ACTIVITY:
Using the records below, report how many lines include "HandlerOptions", and give no more than the number.

AVAILABLE DATA:
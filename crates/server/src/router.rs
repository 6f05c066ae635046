use poem::{
    endpoint::BoxEndpoint,
    http::{header, Version},
    Endpoint, EndpointExt, Request, Response, Result,
};

use crate::cors::HandlerOptions;

/// Content-type prefix shared by every binary gRPC payload encoding
/// (`application/grpc`, `application/grpc+proto`, `application/grpc+json`).
pub const GRPC_CONTENT_TYPE: &str = "application/grpc";

/// A type-erased handler for one side of the server.
pub type BoxHandler = BoxEndpoint<'static, Response>;

/// Returns `true` when the request is a gRPC call: it arrived over HTTP/2 and
/// its `content-type` starts with `application/grpc`.
///
/// Anything else, gRPC-Web from browsers included, is plain HTTP.
pub fn is_grpc_request(req: &Request) -> bool {
    req.version() == Version::HTTP_2
        && req
            .headers()
            .get(header::CONTENT_TYPE)
            .and_then(|value| value.to_str().ok())
            .is_some_and(|content_type| content_type.starts_with(GRPC_CONTENT_TYPE))
}

/// Dispatches each request, unmodified, to either the gRPC or the HTTP/JSON
/// handler according to [`is_grpc_request`].
pub struct GrpcHttpRouter<H, G> {
    http: H,
    grpc: G,
}

impl<H, G> GrpcHttpRouter<H, G> {
    pub fn new(http: H, grpc: G) -> Self {
        Self { http, grpc }
    }
}

impl<H, G> Endpoint for GrpcHttpRouter<H, G>
where
    H: Endpoint<Output = Response>,
    G: Endpoint<Output = Response>,
{
    type Output = Response;

    async fn call(&self, req: Request) -> Result<Self::Output> {
        if is_grpc_request(&req) {
            self.grpc.call(req).await
        } else {
            self.http.call(req).await
        }
    }
}

/// Combines the HTTP/JSON and gRPC handlers into the server's top-level
/// handler.
///
/// This is the extension point for custom routing or CORS behavior. Any
/// function with the matching signature implements it, so [`default_handler`]
/// and [`cors_handler`](crate::cors_handler) can be passed directly.
///
/// # Examples
///
/// ```rust
/// use gear_server::{cors_handler, ServerConfig};
///
/// let config = ServerConfig {
///     handler_factory: std::sync::Arc::new(cors_handler),
///     ..Default::default()
/// };
/// ```
pub trait HandlerFactory: Send + Sync + 'static {
    fn build(
        &self,
        http: BoxHandler,
        grpc: BoxHandler,
        options: Option<&HandlerOptions>,
    ) -> BoxHandler;
}

impl<F> HandlerFactory for F
where
    F: Fn(BoxHandler, BoxHandler, Option<&HandlerOptions>) -> BoxHandler + Send + Sync + 'static,
{
    fn build(
        &self,
        http: BoxHandler,
        grpc: BoxHandler,
        options: Option<&HandlerOptions>,
    ) -> BoxHandler {
        self(http, grpc, options)
    }
}

/// Routes by protocol only. The options are ignored.
pub fn default_handler(
    http: BoxHandler,
    grpc: BoxHandler,
    _options: Option<&HandlerOptions>,
) -> BoxHandler {
    GrpcHttpRouter::new(http, grpc).boxed()
}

ANSWER TO THIS EXERCISE:
5